Skip to main content

Inboxes

Inboxes are permanent locations that accept files from people who are not registered users on your site. Depending on how you've configured your inbox, counterparties can submit files in two ways: through a web page or by sending an email with attachments.

Inboxes are useful for accepting contest applications from the public, letting customers send digital assets for processing, collecting form submissions, and collecting files through email.

Inboxes can be customized with a registration form, and can also be emailed to specific recipients. When emailed through your site, the recipients receive a link to upload files. You can also communicate the inbox URL or inbound email address directly to your users, or publish either one on your public-facing website or intranet portal.

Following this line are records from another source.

//! Materialization: copy-on-write promotion and upward propagation.

mod common;

use canopy_core::{InodeNumber, PathComponent};
use common::{TestMount, TreeSpec};

fn name(s: &str) -> PathComponent {
    s.parse().unwrap()
}

fn fixture() -> Vec<TreeSpec> {
    vec![
        TreeSpec::File("a", b"alpha\n"),
        TreeSpec::Dir("d", vec![TreeSpec::File("c", b"charlie\n")]),
    ]
}

#[tokio::test]
async fn write_materializes_up_the_parent_chain() {
    let tm = TestMount::with_tree(fixture()).await;

    let root = tm.resolve_tree("").await;
    let d = tm.resolve_tree("d").await;
    assert!(!root.is_materialized().await);
    assert!(!d.is_materialized().await);

    tm.write("d/c", b"changed\n").await;
    assert_eq!(tm.read("d/c").await, b"changed\n");

    // The file, its parent, and the root are all materialized now.
    let c = tm.resolve_file("d/c").await;
    assert!(c.is_materialized().await);
    assert!(d.is_materialized().await);
    assert!(root.is_materialized().await);

    // Overlay coverage: every materialized inode has a record, and the
    // root's persisted listing marks "d" materialized with its number.
    let overlay = tm.mount.overlay();
    assert!(overlay.has_file(c.core().number()));
    assert!(overlay.has_dir(d.core().number()));
    let root_record = overlay
        .load_dir(InodeNumber::ROOT)
        .unwrap()
        .expect("root must have an overlay record");
    let d_entry = &root_record.entries[&name("d")];
    assert_eq!(d_entry.inode_number, Some(d.core().number()));
    assert!(d_entry.hash.is_none(), "materialized entries drop their hash");

    // The sibling "a" is untouched and keeps its source-control hash.
    let a_entry = &root_record.entries[&name("a")];
    assert!(a_entry.hash.is_some());
}

#[tokio::test]
async fn read_does_not_materialize() {
    let tm = TestMount::with_tree(fixture()).await;
    assert_eq!(tm.read("d/c").await, b"charlie\n");
    assert!(!tm.resolve_tree("d").await.is_materialized().await);
    assert!(!tm.resolve_tree("").await.is_materialized().await);
    assert!(!tm.mount.overlay().has_dir(InodeNumber::ROOT));
}

#[tokio::test]
async fn materialization_is_idempotent() {
    let tm = TestMount::with_tree(fixture()).await;
    tm.write("d/c", b"one\n").await;
    tm.write("d/c", b"two\n").await;
    assert_eq!(tm.read("d/c").await, b"two\n");
    assert!(tm.resolve_tree("").await.is_materialized().await);
}

#[tokio::test]
async fn truncate_to_zero_materializes_without_blob_fetch() {
    let tm = TestMount::with_tree(fixture()).await;
    let a = tm.resolve_file("a").await;
    let blob_hash = a.content_hash().await.expect("a starts unmodified");

    a.truncate(0).await.unwrap();
    assert!(a.is_materialized().await);
    assert_eq!(tm.read("a").await, b"");
    // Truncation to zero never needed the old bytes.
    assert_eq!(tm.store.blob_fetch_count(blob_hash), 0);
}

#[tokio::test]
async fn chmod_materializes_and_updates_parent_entry() {
    let tm = TestMount::with_tree(fixture()).await;
    let a = tm.resolve_file("a").await;
    a.set_mode(0o600).await.unwrap();

    assert!(a.is_materialized().await);
    assert_eq!(a.mode().await & 0o7777, 0o600);
    let root_record = tm
        .mount
        .overlay()
        .load_dir(InodeNumber::ROOT)
        .unwrap()
        .expect("root materialized by chmod");
    assert_eq!(root_record.entries[&name("a")].mode & 0o7777, 0o600);
}

#[tokio::test]
async fn overlay_survives_inode_reload() {
    let tm = TestMount::with_tree(fixture()).await;
    tm.write("d/c", b"persisted\n").await;

    let d_ino = tm.inode_number("d").await;
    // Drop kernel references so the subtree unloads, then resolve again.
    let c_ino = tm.inode_number("d/c").await;
    tm.mount.forget(c_ino, 0).await;
    tm.mount.forget(d_ino, 0).await;

    // Even if the inode stayed loaded, the overlay holds the truth; a
    // fresh mount over the same overlay sees the modification.
    assert_eq!(tm.read("d/c").await, b"persisted\n");
}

Customers use Inboxes to collect job application forms with custom demographic fields, pair downloadable documents with an upload point through a Share Link, accept timesheets and similar submissions over email from a defined set of contractors, and capture files emailed directly by scanners, multi-functional devices, and other equipment. See Inbox Use Cases for examples of each.

Inboxes vs. User Accounts

Inboxes are intended for use cases where the user of the inbox would not be a regular user of your site. Each inbox exists on its own, and each inbox session is treated independently. As a result, visitors do not see other files in the Inbox, including files they uploaded in a previous session. If visitors will interact with files after uploading, create User accounts for those people instead.

Inboxes are built to last; Share Links are meant to expire.

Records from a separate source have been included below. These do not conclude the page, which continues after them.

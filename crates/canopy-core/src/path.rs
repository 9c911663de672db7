//! Typed path primitives.
//!
//! A [`PathComponent`] is a single directory-entry name; a [`RelativePath`]
//! is a `/`-joined sequence of components rooted at the mount. Keeping these
//! as distinct types (rather than bare strings) lets the entry maps sort the
//! same way source-control trees do and keeps separators out of names.

use serde::{Deserialize, Deserializer, Serialize, Serializer};
use std::fmt;
use std::str::FromStr;
use thiserror::Error;

#[derive(Debug, Error, PartialEq, Eq)]
pub enum PathError {
    #[error("empty path component")]
    Empty,
    #[error("path component may not contain '/': {0:?}")]
    Separator(String),
    #[error("reserved path component: {0:?}")]
    Reserved(String),
}

/// A single, validated directory-entry name.
///
/// Ordering is plain byte ordering, identical to the ordering of
/// source-control tree entries.
#[derive(Clone, PartialEq, Eq, PartialOrd, Ord, Hash)]
pub struct PathComponent(String);

impl PathComponent {
    pub fn new(name: impl Into<String>) -> Result<Self, PathError> {
        let name = name.into();
        if name.is_empty() {
            return Err(PathError::Empty);
        }
        if name.contains('/') {
            return Err(PathError::Separator(name));
        }
        if name == "." || name == ".." {
            return Err(PathError::Reserved(name));
        }
        Ok(PathComponent(name))
    }

    pub fn as_str(&self) -> &str {
        &self.0
    }
}

impl FromStr for PathComponent {
    type Err = PathError;

    fn from_str(s: &str) -> Result<Self, Self::Err> {
        PathComponent::new(s)
    }
}

impl fmt::Display for PathComponent {
    fn fmt(&self, f: &mut fmt::Formatter<'_>) -> fmt::Result {
        f.write_str(&self.0)
    }
}

impl fmt::Debug for PathComponent {
    fn fmt(&self, f: &mut fmt::Formatter<'_>) -> fmt::Result {
        write!(f, "{:?}", self.0)
    }
}

impl Serialize for PathComponent {
    fn serialize<S: Serializer>(&self, serializer: S) -> Result<S::Ok, S::Error> {
        serializer.serialize_str(&self.0)
    }
}

impl<'de> Deserialize<'de> for PathComponent {
    fn deserialize<D: Deserializer<'de>>(deserializer: D) -> Result<Self, D::Error> {
        let s = String::deserialize(deserializer)?;
        PathComponent::new(s).map_err(serde::de::Error::custom)
    }
}

/// A mount-relative path. The empty path names the mount root.
#[derive(Clone, PartialEq, Eq, PartialOrd, Ord, Hash, Default)]
pub struct RelativePath(String);

impl RelativePath {
    pub fn root() -> Self {
        RelativePath(String::new())
    }

    /// Parse a `/`-separated path, validating every component.
    pub fn parse(s: &str) -> Result<Self, PathError> {
        if s.is_empty() {
            return Ok(Self::root());
        }
        for part in s.split('/') {
            PathComponent::new(part)?;
        }
        Ok(RelativePath(s.to_string()))
    }

    pub fn is_root(&self) -> bool {
        self.0.is_empty()
    }

    pub fn as_str(&self) -> &str {
        &self.0
    }

    pub fn join(&self, name: &PathComponent) -> RelativePath {
        if self.0.is_empty() {
            RelativePath(name.as_str().to_string())
        } else {
            RelativePath(format!("{}/{}", self.0, name.as_str()))
        }
    }

    pub fn components(&self) -> impl Iterator<Item = &str> {
        self.0.split('/').filter(|s| !s.is_empty())
    }

    /// The final component, if any.
    pub fn basename(&self) -> Option<&str> {
        self.components().last()
    }
}

impl fmt::Display for RelativePath {
    fn fmt(&self, f: &mut fmt::Formatter<'_>) -> fmt::Result {
        f.write_str(&self.0)
    }
}

impl fmt::Debug for RelativePath {
    fn fmt(&self, f: &mut fmt::Formatter<'_>) -> fmt::Result {
        write!(f, "{:?}", self.0)
    }
}

impl FromStr for RelativePath {
    type Err = PathError;

    fn from_str(s: &str) -> Result<Self, Self::Err> {
        RelativePath::parse(s)
    }
}
//! canopy-fuse: the inode graph and kernel bridge of canopyfs.
//!
//! Projects a content-addressed source-control tree as a live, writable
//! directory tree. Unmodified contents are fetched lazily from the object
//! store; local modifications are captured in the overlay and propagate
//! materialization up the parent chain. The two intertwined state machines
//! (materialization and checkout) live on [`inode::TreeInode`].

pub mod checkout;
pub mod config;
pub mod diff;
pub mod dispatch;
pub mod error;
pub mod filesystem;
pub mod inode;
pub mod mount;
pub mod request;

pub use checkout::{CheckoutConflict, CheckoutMode, CheckoutResult, ConflictType};
pub use config::MountConfig;
pub use diff::{DiffCallback, DiffCollector, DiffResults};
pub use dispatch::{Dispatcher, EntryReply, ReaddirEntry};
pub use error::{FsError, FsResult};
pub use filesystem::{spawn_mount, CanopyFs};
pub use inode::{FileInode, InodeAttr, InodePtr, TreeInode};
pub use mount::{InvalidationSink, Mount, RESERVED_NAME};
pub use request::{RequestContext, RequestOrigin};
//! The object-store surface: immutable trees and blobs fetched by hash.

use crate::model::{Blob, Hash, Tree};
use async_trait::async_trait;
use std::collections::HashMap;
use std::sync::{Arc, Mutex};
use thiserror::Error;

#[derive(Debug, Error)]
pub enum StoreError {
    #[error("object {0} not present in the object store")]
    NotFound(Hash),
    #[error("object store I/O failure: {0}")]
    Io(#[from] std::io::Error),
}

/// External, read-only content-addressed store of immutable trees and blobs.
///
/// Results for a given hash never change, so callers may cache them freely
/// and concurrent fetches of the same hash may be shared.
#[async_trait]
pub trait ObjectStore: Send + Sync {
    async fn get_tree(&self, hash: Hash) -> Result<Arc<Tree>, StoreError>;
    async fn get_blob(&self, hash: Hash) -> Result<Arc<Blob>, StoreError>;
}

/// In-memory object store.
///
/// Backs tests and local fixtures. Fetches are counted per hash so tests can
/// assert that lazy loading touches the store exactly once per object.
#[derive(Default)]
pub struct MemoryObjectStore {
    inner: Mutex<MemoryStoreState>,
}

#[derive(Default)]
struct MemoryStoreState {
    trees: HashMap<Hash, Arc<Tree>>,
    blobs: HashMap<Hash, Arc<Blob>>,
    tree_fetches: HashMap<Hash, u64>,
    blob_fetches: HashMap<Hash, u64>,
}

impl MemoryObjectStore {
    pub fn new() -> Self {
        Self::default()
    }

    pub fn insert_tree(&self, tree: Tree) -> Hash {
        let hash = tree.hash();
        self.inner
            .lock()
            .unwrap()
            .trees
            .insert(hash, Arc::new(tree));
        hash
    }

    pub fn insert_blob(&self, blob: Blob) -> Hash {
        let hash = blob.hash();
        self.inner
            .lock()
            .unwrap()
            .blobs
            .insert(hash, Arc::new(blob));
        hash
    }

    /// How many times `get_tree` was called for `hash`.
    pub fn tree_fetch_count(&self, hash: Hash) -> u64 {
        *self
            .inner
            .lock()
            .unwrap()
            .tree_fetches
            .get(&hash)
            .unwrap_or(&0)
    }

    /// How many times `get_blob` was called for `hash`.
    pub fn blob_fetch_count(&self, hash: Hash) -> u64 {
        *self
            .inner
            .lock()
            .unwrap()
            .blob_fetches
            .get(&hash)
            .unwrap_or(&0)
    }
}

#[async_trait]
impl ObjectStore for MemoryObjectStore {
    async fn get_tree(&self, hash: Hash) -> Result<Arc<Tree>, StoreError> {
        let mut state = self.inner.lock().unwrap();
        *state.tree_fetches.entry(hash).or_insert(0) += 1;
        state
            .trees
            .get(&hash)
            .cloned()
            .ok_or(StoreError::NotFound(hash))
    }

    async fn get_blob(&self, hash: Hash) -> Result<Arc<Blob>, StoreError> {
        let mut state = self.inner.lock().unwrap();
        *state.blob_fetches.entry(hash).or_insert(0) += 1;
        state
            .blobs
            .get(&hash)
            .cloned()
            .ok_or(StoreError::NotFound(hash))
    }
}

#[cfg(test)]
mod tests {
    use super::*;
    use crate::model::{TreeEntry, TreeEntryKind};

    fn hash(n: u8) -> Hash {
        Hash::from_bytes([n; Hash::LEN])
    }

    #[tokio::test]
    async fn fetches_and_counts() {
        let store = MemoryObjectStore::new();
        let blob_hash = store.insert_blob(Blob::new(hash(1), b"contents".to_vec()));
        let tree_hash = store.insert_tree(Tree::new(
            hash(2),
            vec![TreeEntry::new(
                "a".parse().unwrap(),
                TreeEntryKind::Regular,
                blob_hash,
            )],
        ));

        assert_eq!(store.tree_fetch_count(tree_hash), 0);
        let tree = store.get_tree(tree_hash).await.unwrap();
        assert_eq!(tree.entries().len(), 1);
        store.get_tree(tree_hash).await.unwrap();
        assert_eq!(store.tree_fetch_count(tree_hash), 2);

        let blob = store.get_blob(blob_hash).await.unwrap();
        assert_eq!(blob.data(), b"contents");
        assert_eq!(store.blob_fetch_count(blob_hash), 1);
    }

    #[tokio::test]
    async fn missing_object_is_not_found() {
        let store = MemoryObjectStore::new();
        let err = store.get_blob(hash(9)).await.unwrap_err();
        assert!(matches!(err, StoreError::NotFound(h) if h == hash(9)));
    }
}
//! Append-only log of filesystem mutations for observers.

use crate::path::RelativePath;
use std::sync::Mutex;
use tracing::debug;

/// A single recorded mutation.
#[derive(Debug, Clone, PartialEq, Eq)]
pub enum JournalChange {
    Created(RelativePath),
    Removed(RelativePath),
    Renamed {
        from: RelativePath,
        to: RelativePath,
    },
}

#[derive(Debug, Clone, PartialEq, Eq)]
pub struct JournalDelta {
    /// Monotonically increasing sequence number, starting at 1.
    pub sequence: u64,
    pub change: JournalChange,
}

/// The mutation journal. The core only appends; observers read snapshots.
#[derive(Default)]
pub struct Journal {
    inner: Mutex<JournalState>,
}

#[derive(Default)]
struct JournalState {
    next_sequence: u64,
    deltas: Vec<JournalDelta>,
}

impl Journal {
    pub fn new() -> Self {
        Self::default()
    }

    pub fn add_delta(&self, change: JournalChange) {
        let mut state = self.inner.lock().unwrap();
        state.next_sequence += 1;
        let delta = JournalDelta {
            sequence: state.next_sequence,
            change,
        };
        debug!(sequence = delta.sequence, change = ?delta.change, "journal delta");
        state.deltas.push(delta);
    }

    pub fn len(&self) -> usize {
        self.inner.lock().unwrap().deltas.len()
    }

    pub fn is_empty(&self) -> bool {
        self.len() == 0
    }

    /// A copy of every delta recorded so far, in sequence order.
    pub fn snapshot(&self) -> Vec<JournalDelta> {
        self.inner.lock().unwrap().deltas.clone()
    }
}

#[cfg(test)]
mod tests {
    use super::*;

    #[test]
    fn sequences_are_monotonic() {
        let journal = Journal::new();
        journal.add_delta(JournalChange::Created("a".parse().unwrap()));
        journal.add_delta(JournalChange::Removed("a".parse().unwrap()));
        journal.add_delta(JournalChange::Renamed {
            from: "b".parse().unwrap(),
            to: "c/d".parse().unwrap(),
        });

        let deltas = journal.snapshot();
        assert_eq!(deltas.len(), 3);
        assert_eq!(
            deltas.iter().map(|d| d.sequence).collect::<Vec<_>>(),
            [1, 2, 3]
        );
        assert!(matches!(deltas[2].change, JournalChange::Renamed { .. }));
    }
}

An Inbox acts like a permanent doorway into a folder. Once created by a site or folder administrator, that doorway stays open indefinitely, until an admin decides to close it. It doesn't reveal what's inside, but it allows people to add files. The main purpose of an Inbox is to collect files from others in a lasting way.

A Share Link, by contrast, is temporary by design. Its primary purpose is to share files with external contacts. Share Links remain active only for a limited time, ranging from days to months, depending on your site's policies. This makes them well suited to short-term collaboration or distribution, but not to ongoing collection.

Permanence shapes everything about how Inboxes work. An Inbox is always tied to one specific folder, and it can be listed right on your site's login page. People can email files directly into it. Share Links are more flexible but more fleeting. They allow access to multiple folders at once, offer a variety of actions to visitors, and are always accessed through the web.

When visitors use an Inbox, they can only upload. That is the entire purpose: a clean, consistent place where files come in. A Share Link is more open-ended because sometimes you want recipients to see or take files and sometimes just to contribute, but it is never designed to serve as a permanent dropbox.

When choosing between an Inbox and a Share Link, the question is permanence. An Inbox is a lasting intake point for your site. A Share Link is a temporary link that disappears when its purpose is served.